Sunday, December 21, 2008

Belt Hook

I finished this piece recently. It's in the shape of a Chinese belt hook- an accessory used in ancient times to fasten one's belt or cloak. The stud on the base would fit into a hole or slit in the belt, and the curved hook part would latch to the other side. They were made out of bronze, iron or stone; typically jade. They run the spectrum from ornately gilt and inlaid pieces, to ones that seem to be purely functional. Wanting to develop a narrative with this piece, I chose a cat-like beast on one end with rabbit or hare on the other. It measures 3 1/4 in. (8 cm) long and is carved from mountain mahogany, with a light wash of verdigris pigment to suggest some age and patina.

Monday, December 8, 2008

Modern-day Inro?

I came across this case at a store recently, made by the design company Umbra. They call it a Bungee Micro, but I think it looks suspiciously like an inro, like this one from the Boston Museum of Fine Arts:
There's a small elastic cord than runs up internal cord channels and joins at the top of the case. The upper portion lifts as a lid and then fits back into place with the retention of the cord. There aren't stacking compartments in this one (hey, it's under 6 bucks) but it will fit money and a set of keys. The neck cord is also the perfect thickness to fit into the himotoshi of a netsuke, for suspension from your belt.
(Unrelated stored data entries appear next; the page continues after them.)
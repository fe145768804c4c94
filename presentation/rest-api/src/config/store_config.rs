use std::env;

/// Settings for the in-memory shopping cart store.
#[derive(Debug, Clone, PartialEq, Eq)]
pub struct StoreConfig {
    pub seed_sample_items: bool,
}

impl Default for StoreConfig {
    fn default() -> Self {
        Self {
            seed_sample_items: true,
        }
    }
}

impl StoreConfig {
    /// Environment variables:
    /// - SEED_SAMPLE_ITEMS: start the cart with the sample items
    ///   (default: true; accepts true/false, 1/0, yes/no)
    pub fn from_env() -> Self {
        Self::from_value(env::var("SEED_SAMPLE_ITEMS").ok().as_deref())
    }

    fn from_value(value: Option<&str>) -> Self {
        let Some(raw) = value else {
            return Self::default();
        };

        match parse_flag(raw) {
            Some(seed_sample_items) => Self { seed_sample_items },
            None => {
                tracing::warn!("SEED_SAMPLE_ITEMS={} is not a boolean, seeding anyway", raw);
                Self::default()
            }
        }
    }
}

fn parse_flag(raw: &str) -> Option<bool> {
    match raw.trim().to_ascii_lowercase().as_str() {
        "true" | "1" | "yes" => Some(true),
        "false" | "0" | "no" => Some(false),
        _ => None,
    }
}
use poem_openapi::Object;
use serde_json::Value;
use uuid::Uuid;

use business::domain::shopping_item::model::{RawField, ShoppingItem, ShoppingItemCandidate};

/// New shopping cart item.
///
/// Fields are taken as raw JSON values so that a missing or mistyped field
/// comes back as a field-level validation error instead of a decoding
/// failure.
#[derive(Debug, Clone, Object)]
pub struct CreateShoppingItemRequest {
    /// Client-chosen UUID; generated when omitted
    pub id: Option<Value>,
    /// Item name (required string, cannot be empty)
    pub name: Option<Value>,
    /// Manufacturer or brand
    pub manufacturer: Option<Value>,
    /// Unit price as a decimal string such as "12.00", must not be negative (default: 0)
    pub price: Option<Value>,
}

fn raw_field(value: Option<Value>) -> Option<RawField> {
    match value? {
        Value::Null => None,
        Value::String(text) => Some(RawField::Text(text)),
        Value::Number(number) => Some(RawField::Number(number.to_string())),
        Value::Bool(_) | Value::Array(_) | Value::Object(_) => Some(RawField::Other),
    }
}

impl From<CreateShoppingItemRequest> for ShoppingItemCandidate {
    fn from(request: CreateShoppingItemRequest) -> Self {
        Self {
            id: raw_field(request.id),
            name: raw_field(request.name),
            manufacturer: raw_field(request.manufacturer),
            price: raw_field(request.price),
        }
    }
}

#[derive(Debug, Clone, Object)]
pub struct ShoppingItemResponse {
    /// Shopping item unique identifier
    pub id: Uuid,
    /// Item name
    pub name: String,
    /// Manufacturer or brand
    #[oai(skip_serializing_if_is_none)]
    pub manufacturer: Option<String>,
    /// Unit price as a decimal string, scale preserved (e.g. "5.00")
    pub price: String,
}

impl From<ShoppingItem> for ShoppingItemResponse {
    fn from(item: ShoppingItem) -> Self {
        Self {
            id: item.id,
            name: item.name,
            manufacturer: item.manufacturer,
            price: item.price.to_string(),
        }
    }
}
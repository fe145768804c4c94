use business::domain::logger::Logger;
use tracing::{debug, error, info, warn};

/// Forwards use-case messages to the global `tracing` subscriber.
#[derive(Debug, Default, Clone, Copy)]
pub struct TracingLogger;

impl Logger for TracingLogger {
    fn info(&self, message: &str) {
        info!(target: "shopping_cart", "{}", message);
    }
    fn warn(&self, message: &str) {
        warn!(target: "shopping_cart", "{}", message);
    }
    fn error(&self, message: &str) {
        error!(target: "shopping_cart", "{}", message);
    }
    fn debug(&self, message: &str) {
        debug!(target: "shopping_cart", "{}", message);
    }
}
There are business card holders and mp3 player cases in the Bungee line too.

Sunday, December 7, 2008

End of the Season

Autumn might be still on the calendar, but Winter brought a chilly 6 degrees F this morning. The picture above was taken a few weeks back when there were still plenty of plump, sweet persimmons in the trees. The few that remain now look like neglected Christmas ornaments on a twiggy bough.
I haven't posted anything since July- not because I haven't been working and creating things, but I just haven't been happy with the quality of the photographs. The more I think about it, it seems like these days with ease of photo sharing online, the picture has almost become the surrogate for the object shown. Artists are finding new ways of marketing themselves. Dealers and collectors are able to discover new works, giving them a taste before arranging to see the actual items and purchasing.
My carvings are appreciated by those who purchase them, but without a successful photo there's a trap I fall in to thinking the item hasn't be legitimatized.
A photograph can never capture the reality of the piece, especially an intimate carving, yet it's the standard by which artworks are often judged these days. There are exquisite works of art from the past and present which will never appear online. Don't forget we see with our fingers and noses as much as our eyes. Get out there and see some work in person. Give it a caress and a sniff.